The Authority explained that taxable income is made up of income from employment, business or investment less any allowable deductions, adding that “taxable income from each source of income is determined separately.”
“We are pleased to inform you that with the Amendment (No. 2) of the Income Tax Act 2021 (Act 1071), any employee (worker) who receives Ghc 365 and less as monthly salary or 4,380.00 Ghc as annual salary is taxed. at 0%”.
According to the GRA, the law is “amend the Income Tax Act 2015 (Act 896) to revise personal income tax rates; reduce the withholding tax rate for the sale of unprocessed gold by small-scale miners; to increase the threshold for a natural person to whom the flat rate tax applies under the amended tax regime; to extend the Covid-19 concessions granted in 2021 for an additional six months in 2022 and to provide for related matters.”

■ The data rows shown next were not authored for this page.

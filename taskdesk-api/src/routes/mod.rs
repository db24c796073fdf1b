/// API route handlers
///
/// This module contains all route handlers organized by resource:
///
/// - `health`: Health check and API info endpoints
/// - `auth`: Account endpoints (register, register-admin, login, me)
/// - `tasks`: Task CRUD endpoints

pub mod auth;
pub mod health;
pub mod tasks;
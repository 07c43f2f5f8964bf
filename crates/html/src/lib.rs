//! Error-tolerant HTML/XHTML parsing into a lossless syntax tree.
//!
//! The pipeline is `lexer` (lossless token stream) -> `parser` (stack-based tag
//! parser driving the marker `builder`) -> `tree`. Malformed markup is never an
//! error at this API: it is recorded as diagnostics on `Error` nodes. The `Err`
//! path is reserved for engine invariant violations.

pub mod builder;
pub mod dialect;
pub mod entities;
pub mod error;
pub mod lexer;
pub mod parser;
pub mod perf_fixtures;
#[cfg(any(test, feature = "tree-snapshot"))]
pub mod snapshot;
pub mod span;
pub mod token;
pub mod tree;

pub use crate::builder::{Marker, TreeBuilder};
pub use crate::dialect::{AutoClose, ContentSite, HtmlDialect, MarkupDialect, XhtmlDialect};
pub use crate::error::{Diagnostic, EngineInvariantError, ParseError, ParseErrorCode};
pub use crate::lexer::{LexerConfig, tokenize};
pub use crate::parser::{HtmlParser, NameCase, ParserConfig, ParserStats};
pub use crate::span::Span;
pub use crate::token::{Token, TokenKind};
pub use crate::tree::{ChildRef, NodeId, NodeKind, NodeRef, SyntaxTree, TreeStats};

/// Parse `source` as HTML with default configuration.
pub fn parse_html(source: &str) -> Result<SyntaxTree, EngineInvariantError> {
    parse_with(
        source,
        &LexerConfig::default(),
        &ParserConfig::default(),
        &HtmlDialect,
    )
}

/// Parse `source` as XHTML: case-sensitive names, every element explicit.
pub fn parse_xhtml(source: &str) -> Result<SyntaxTree, EngineInvariantError> {
    let lexer = LexerConfig {
        raw_text_elements: Vec::new(),
        ..LexerConfig::default()
    };
    parse_with(
        source,
        &lexer,
        &ParserConfig::case_sensitive(),
        &XhtmlDialect,
    )
}

pub fn parse_with(
    source: &str,
    lexer: &LexerConfig,
    config: &ParserConfig,
    dialect: &dyn MarkupDialect,
) -> Result<SyntaxTree, EngineInvariantError> {
    let tokens = tokenize(source, lexer);
    let mut builder = TreeBuilder::new(source, tokens);
    let mut parser = HtmlParser::new(*config, dialect);
    parser.parse_document(&mut builder);
    let tree = builder.finish()?;
    if log::log_enabled!(target: "html.parser", log::Level::Debug) {
        let stats = parser.stats();
        log::debug!(
            target: "html.parser",
            "parsed {} bytes: {} tokens, {} nodes, {} diagnostics, max stack depth {}",
            source.len(),
            tree.tokens().len(),
            tree.node_count(),
            tree.stats().errors,
            stats.max_stack_depth
        );
    }
    Ok(tree)
}
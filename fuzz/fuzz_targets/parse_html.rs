#![no_main]

use libfuzzer_sys::fuzz_target;

fuzz_target!(|data: &[u8]| {
    let Ok(source) = std::str::from_utf8(data) else {
        return;
    };
    let tree = html::parse_html(source).expect("engine invariants hold on any input");
    assert_eq!(tree.text(), source, "tree must reproduce its input");
    let lexer = html::LexerConfig::default();
    assert_eq!(tree.tokens(), html::tokenize(source, &lexer).as_slice());
});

In a related development, the Social Security and National Insurance Trust (SSNIT), in consultation with the National Pensions Regulatory Authority (NPRA); and, in accordance with Section 80 of the National Pensions Act 2008 (Act 766), has also indexed monthly pensions upwards by 10% for the year 2022.
SSNIT noted that all retirees on the SSNIT payroll as of December 31, 2021 will have their monthly pension payments increased by a fixed rate of 9.68% plus a redistributed lump sum of GHS 3.44.
Redistribution, explained SSNIT, is a mechanism applied to the indexation rate to protect members with low pensions in accordance with the solidarity principle of social security.
The effective increase in pensions would therefore be between 9.683% for the most profitable pension and 10.83% for the lowest pension.
As a result, the highest earning pensioner, as of December 31, 2021, will receive GHC 142,564.97 and pensioners receiving the minimum pension of GHC 300.00, as of December 31, 2021, will see their monthly pension increased to GHC 332.48.
The minimum pension for all new retirees, effective January 2022, will be GHC 300.00.